Christian Falk u.a. (Hgg.): Media Synaesthetics, Köln: Herbert von Halem Verlag 2005

Seit dem frühen 19. Jahrhundert gab es eine Reihe anthroposophischer, medizinischer und okkultistischer Diskurse über die kulturgeschichtlich motivierte „Spezialisierung“ der Sinne. Die Vorherrschende Meinung dabei war, dass bei diesem Prozess ein universelles Wissen verschüttet worden sei, das heute unter dem Begriff der genuinen Synästhesie, also der synthetischen Verflechtung einzelner Sinne, in der Kognitionsforschung Einzug hält. Die Forschung bezieht diesbezüglich zwei Positionen, wobei die eine Seite die Auffassung vertritt, dass die Spezialisierung und Isolierung eines einzelnen Sinnes (bsp. Sehsinn) eine „zivilisationsgeschichtliche Erkenntnisleistung“ (Mattenklott, Gehörgänge, 2001) ist, während die andere Seite diesen Aspekt aus kulturpessimistischer Warte als Versklavung der Einzelsinne unter dem massenmedialen Diktum der Gutenberg-Galaxis (Serres, Die fünf Sinne, 1998) versteht.

Eine erste Fragestellung von Media Synaesthetics richtet sich demgemäß an die Unterscheidung genuiner und abgeleiteter, d. h. künstlich und künstlerisch realisierter Synästhesien und deren Rolle im menschlichen Erkenntnisprozess. Damit wird implizit auch die Frage nach der grundsätzlichen Erklärbarkeit pathologischer und ästhetischer Phänomene anhand Synästhetischer Verknüpfungen gestellt.

Die Autoren des Bandes gehen dabei von der Annahme aus, dass ein aktiver Sinn immer von den latenten Sinnen gestützt wird und umgekehrt, dass die abwesenden Sinne durch die Konkretion auf einen „Primärsinn“ geschärft werden.
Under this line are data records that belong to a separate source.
//! Reflex Server Binary
//!
//! Usage: reflex-server [OPTIONS]
//!
//! Options:
//!   -c, --config <FILE>      Path to configuration file
//!   -g, --generate           Generate new server configuration
//!   --show-clients <FILE>    List configured client ids
//!   -h, --help               Print help information

use std::env;
use std::sync::Arc;

use serde::{Deserialize, Serialize};
use tokio::net::TcpListener;
use uuid::Uuid;

use reflex::config::{FallbackConfig, InboundConfig, UserConfig};
use reflex::ech;
use reflex::proxy::InboundHandler;

/// On-disk server configuration.
#[derive(Serialize, Deserialize)]
#[serde(rename_all = "camelCase")]
struct ServerConfigFile {
    listen_addr: String,
    listen_port: u16,
    #[serde(flatten)]
    inbound: InboundConfig,
}

#[tokio::main]
async fn main() -> anyhow::Result<()> {
    // Initialize tracing — respects RUST_LOG env var (e.g. RUST_LOG=debug)
    tracing_subscriber::fmt()
        .with_env_filter(
            tracing_subscriber::EnvFilter::try_from_default_env()
                .unwrap_or_else(|_| tracing_subscriber::EnvFilter::new("info")),
        )
        .with_target(false)
        .init();

    let args: Vec<String> = env::args().collect();

    if args.len() < 2 {
        print_usage();
        return Ok(());
    }

    match args[1].as_str() {
        "-h" | "--help" => {
            print_usage();
        }
        "-g" | "--generate" => {
            generate_config()?;
        }
        "-c" | "--config" => {
            if args.len() < 3 {
                eprintln!("Error: --config requires a file path");
                return Ok(());
            }
            run_server(&args[2]).await?;
        }
        "--show-clients" => {
            if args.len() < 3 {
                eprintln!("Error: --show-clients requires a config file path");
                return Ok(());
            }
            show_clients(&args[2])?;
        }
        _ => {
            eprintln!("Unknown option: {}", args[1]);
            print_usage();
        }
    }

    Ok(())
}

fn print_usage() {
    println!(
        r#"Reflex Server - probe-resistant proxy tunnel

USAGE:
    reflex-server [OPTIONS]

OPTIONS:
    -c, --config <FILE>     Path to configuration file
    -g, --generate          Generate new server configuration
    --show-clients <FILE>   List configured client ids
    -h, --help              Print help information

EXAMPLES:
    Generate a new configuration:
        reflex-server --generate > server.toml

    Run the server:
        reflex-server --config server.toml
"#
    );
}

fn generate_config() -> anyhow::Result<()> {
    let client_id = Uuid::new_v4();

    let config = ServerConfigFile {
        listen_addr: "0.0.0.0".into(),
        listen_port: 8443,
        inbound: InboundConfig {
            clients: vec![UserConfig {
                id: client_id.to_string(),
                policy: "youtube".into(),
            }],
            fallback: Some(FallbackConfig { dest: 8080 }),
            ech: None,
        },
    };

    println!("# Reflex Server Configuration");
    println!(
        "# Recognized policies: {}",
        reflex::morph::PROFILE_NAMES.join(", ")
    );
    println!();
    println!("{}", toml::to_string_pretty(&config)?);
    println!("# Client connection id: {client_id}");

    Ok(())
}

fn show_clients(config_path: &str) -> anyhow::Result<()> {
    let content = std::fs::read_to_string(config_path)?;
    let config: ServerConfigFile = toml::from_str(&content)?;

    println!("Configured clients:");
    for (i, client) in config.inbound.clients.iter().enumerate() {
        let policy = if client.policy.is_empty() {
            "(no morphing)"
        } else {
            &client.policy
        };
        println!("  [{}] {} policy={}", i + 1, client.id, policy);
    }

    Ok(())
}

async fn run_server(config_path: &str) -> anyhow::Result<()> {
    use base64::{engine::general_purpose::STANDARD, Engine};

    let content = std::fs::read_to_string(config_path)?;
    let config: ServerConfigFile = toml::from_str(&content)?;

    let handler = Arc::new(InboundHandler::new(&config.inbound)?);

    // With ECH enabled, emit the config list clients need for the outer TLS
    // handshake. The TLS wrapping itself is handled by the fronting stack.
    if let Some(ech_settings) = config.inbound.ech.as_ref().filter(|e| e.enabled) {
        let public_name = if ech_settings.public_name.is_empty() {
            "cloudflare.com"
        } else {
            ech_settings.public_name.as_str()
        };
        let keys = ech::new_server_ech(public_name, 1)?;
        tracing::info!(
            public_name,
            config_list = %STANDARD.encode(&keys.config_list),
            "ECH enabled"
        );
    }

    let addr = format!("{}:{}", config.listen_addr, config.listen_port);
    let listener = TcpListener::bind(&addr).await?;

    tracing::info!("reflex server listening on {addr}");
    tracing::info!("configured clients: {}", config.inbound.clients.len());
    if let Some(port) = config.inbound.fallback_port() {
        tracing::info!("fallback origin: 127.0.0.1:{port}");
    }

    loop {
        match listener.accept().await {
            Ok((stream, peer)) => {
                stream.set_nodelay(true).ok();
                let handler = Arc::clone(&handler);
                tokio::spawn(async move {
                    if let Err(e) = handler.handle(stream, peer).await {
                        tracing::debug!("connection from {peer} ended: {e}");
                    }
                });
            }
            Err(e) => {
                tracing::warn!("accept error: {e}");
            }
        }
    }
}
//! Secure random number generation.
//!
//! Wraps the operating system's entropy source (e.g., /dev/urandom on Unix,
//! BCryptGenRandom on Windows).

use rand::RngCore;
use rand_core::OsRng;

/// Cryptographically secure random number generator.
pub struct SecureRandom;

impl SecureRandom {
    /// Fill a buffer with cryptographically secure random bytes.
    pub fn fill(dest: &mut [u8]) {
        OsRng.fill_bytes(dest);
    }

    /// Generate a fixed-size array of random bytes.
    pub fn bytes<const N: usize>() -> [u8; N] {
        let mut buf = [0u8; N];
        OsRng.fill_bytes(&mut buf);
        buf
    }
}

/// Generate random padding of the specified length.
///
/// Padding bytes are drawn from the CSPRNG so padded frames are
/// indistinguishable from data-bearing ones after encryption boundaries.
pub fn random_padding(len: usize) -> Vec<u8> {
    let mut padding = vec![0u8; len];
    SecureRandom::fill(&mut padding);
    padding
}

#[cfg(test)]
mod tests {
    use super::*;

    #[test]
    fn test_secure_random_fill() {
        let mut buf1 = [0u8; 32];
        let mut buf2 = [0u8; 32];

        SecureRandom::fill(&mut buf1);
        SecureRandom::fill(&mut buf2);

        assert!(!buf1.iter().all(|&b| b == 0));
        assert_ne!(buf1, buf2);
    }

    #[test]
    fn test_secure_random_bytes() {
        let bytes1: [u8; 16] = SecureRandom::bytes();
        let bytes2: [u8; 16] = SecureRandom::bytes();
        assert_ne!(bytes1, bytes2);
    }

    #[test]
    fn test_random_padding() {
        let padding = random_padding(100);
        assert_eq!(padding.len(), 100);

        // All zeros is astronomically unlikely with real entropy
        assert!(!padding.iter().all(|&b| b == 0));
    }

    #[test]
    fn test_random_padding_empty() {
        assert!(random_padding(0).is_empty());
    }
}
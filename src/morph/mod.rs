//! Traffic morphing engine.
//!
//! Morphing reshapes the tunnel's packet-size and inter-frame-delay
//! distributions to match a target application profile. Outgoing buffers
//! are split into profile-sized DATA frames, the final chunk is padded with
//! random bytes to the sampled size, and a sampled delay is slept between
//! frames. Either peer can steer the other's next size or delay with
//! in-band PADDING/TIMING control frames.

mod profiles;

use std::time::Duration;

use parking_lot::Mutex;
use rand::Rng;
use tokio::io::AsyncWrite;

pub use profiles::{lookup, TrafficProfile, PROFILE_NAMES};

use crate::crypto::{random_padding, TAG_SIZE};
use crate::error::Result;
use crate::protocol::{Frame, FrameType, Session, FRAME_HEADER_SIZE, MAX_FRAME_PAYLOAD};

/// Fallback packet size when a profile has no size distribution.
const DEFAULT_PACKET_SIZE: usize = 1400;

/// Fallback delay when a profile has no delay distribution.
const DEFAULT_DELAY: Duration = Duration::from_millis(10);

/// Single-shot override cells set by peer control frames.
#[derive(Default)]
struct Overrides {
    next_size: Option<usize>,
    next_delay: Option<Duration>,
}

/// Per-connection morphing state.
///
/// The profile tables are shared, read-only statics; the override cells are
/// owned by this connection and consumed at most once each.
pub struct TrafficMorph {
    profile: &'static TrafficProfile,
    enabled: bool,
    overrides: Mutex<Overrides>,
}

impl TrafficMorph {
    /// Create a morph engine for the named profile.
    ///
    /// Returns `None` for an empty or unknown name, which disables morphing
    /// for the connection.
    pub fn new(profile_name: &str) -> Option<Self> {
        let profile = lookup(profile_name)?;
        Some(Self {
            profile,
            enabled: true,
            overrides: Mutex::new(Overrides::default()),
        })
    }

    /// The profile this engine is shaping towards.
    pub fn profile(&self) -> &'static TrafficProfile {
        self.profile
    }

    /// Next target wire size: a pending override, or a fresh sample.
    pub fn next_packet_size(&self) -> usize {
        if let Some(size) = self.overrides.lock().next_size.take() {
            return size;
        }
        sample_size(self.profile.packet_sizes)
    }

    /// Next inter-frame delay: a pending override, or a fresh sample.
    pub fn next_delay(&self) -> Duration {
        if let Some(delay) = self.overrides.lock().next_delay.take() {
            return delay;
        }
        sample_delay(self.profile.delays)
    }

    /// Override the next packet size (set by a peer PADDING control frame).
    pub fn set_next_packet_size(&self, size: usize) {
        self.overrides.lock().next_size = Some(size);
    }

    /// Override the next delay (set by a peer TIMING control frame).
    pub fn set_next_delay(&self, delay: Duration) {
        self.overrides.lock().next_delay = Some(delay);
    }

    /// Apply a peer control frame to this connection's morph state.
    ///
    /// PADDING payloads shorter than 2 bytes and TIMING payloads shorter
    /// than 8 bytes are ignored.
    pub fn handle_control_frame(&self, frame: &Frame) {
        match frame.frame_type {
            FrameType::Padding => {
                if frame.payload.len() >= 2 {
                    let target = u16::from_be_bytes([frame.payload[0], frame.payload[1]]);
                    self.set_next_packet_size(target as usize);
                }
            }
            FrameType::Timing => {
                if frame.payload.len() >= 8 {
                    let ms = u64::from_be_bytes(frame.payload[0..8].try_into().unwrap());
                    self.set_next_delay(Duration::from_millis(ms));
                }
            }
            _ => {}
        }
    }

    /// Write `data` as profile-shaped DATA frames.
    ///
    /// Target sizes refer to ciphertext plus header on the wire, so the
    /// AEAD tag and frame header are subtracted before slicing plaintext.
    /// The final chunk is padded with random bytes up to the chunk size.
    pub async fn morph_write<W>(&self, session: &Session, writer: &mut W, data: &[u8]) -> Result<()>
    where
        W: AsyncWrite + Unpin,
    {
        if !self.enabled {
            return session.write_frame(writer, FrameType::Data, data).await;
        }

        let mut remaining = data;
        while !remaining.is_empty() {
            let target = self.next_packet_size();

            let mut chunk_size = target.saturating_sub(TAG_SIZE + FRAME_HEADER_SIZE);
            if chunk_size == 0 {
                // Degenerate profile: overhead exceeds the target size
                chunk_size = target;
            }
            chunk_size = chunk_size.clamp(1, MAX_FRAME_PAYLOAD);

            if remaining.len() <= chunk_size {
                let mut chunk = remaining.to_vec();
                chunk.extend_from_slice(&random_padding(chunk_size - remaining.len()));
                session.write_frame(writer, FrameType::Data, &chunk).await?;
                remaining = &[];
            } else {
                session
                    .write_frame(writer, FrameType::Data, &remaining[..chunk_size])
                    .await?;
                remaining = &remaining[chunk_size..];
            }

            let delay = self.next_delay();
            if !delay.is_zero() {
                tokio::time::sleep(delay).await;
            }
        }
        Ok(())
    }
}

/// Pick a wire size from a weighted distribution.
///
/// ±5% multiplicative jitter avoids perfectly discrete values.
fn sample_size(dists: &[(usize, f64)]) -> usize {
    if dists.is_empty() {
        return DEFAULT_PACKET_SIZE;
    }

    let mut rng = rand::thread_rng();
    let r: f64 = rng.gen();

    let mut cumsum = 0.0;
    for &(size, weight) in dists {
        cumsum += weight;
        if r <= cumsum {
            let jitter = 1.0 + (rng.gen::<f64>() - 0.5) * 0.1;
            return (size as f64 * jitter).round() as usize;
        }
    }
    dists[dists.len() - 1].0
}

/// Pick an inter-frame delay from a weighted distribution.
///
/// ±20% multiplicative jitter avoids perfectly discrete timing.
fn sample_delay(dists: &[(Duration, f64)]) -> Duration {
    if dists.is_empty() {
        return DEFAULT_DELAY;
    }

    let mut rng = rand::thread_rng();
    let r: f64 = rng.gen();

    let mut cumsum = 0.0;
    for &(delay, weight) in dists {
        cumsum += weight;
        if r <= cumsum {
            let jitter = 1.0 + (rng.gen::<f64>() - 0.5) * 0.4;
            return delay.mul_f64(jitter);
        }
    }
    dists[dists.len() - 1].0
}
Das Hören wird beispielsweise visuell, haptisch, geschmacklich etc. gestützt. Damit folgt der Band dem Baudelaireschen Konzept der „memoire involontaire“, das eben dieses Zusammenspiel der Sinne vorsieht. Der erste Teil dieses Projekts wird somit deutlich: die Erforschung der medialen zusammenhänge der Einzelsinne in ihren jeweiligen Kontexten. Dabei beleuchten die Autoren nicht die „anthropologischen Konstanten“, sondern vor allem deren Umbrüche, Überschneidungen und Inszenierungsweisen.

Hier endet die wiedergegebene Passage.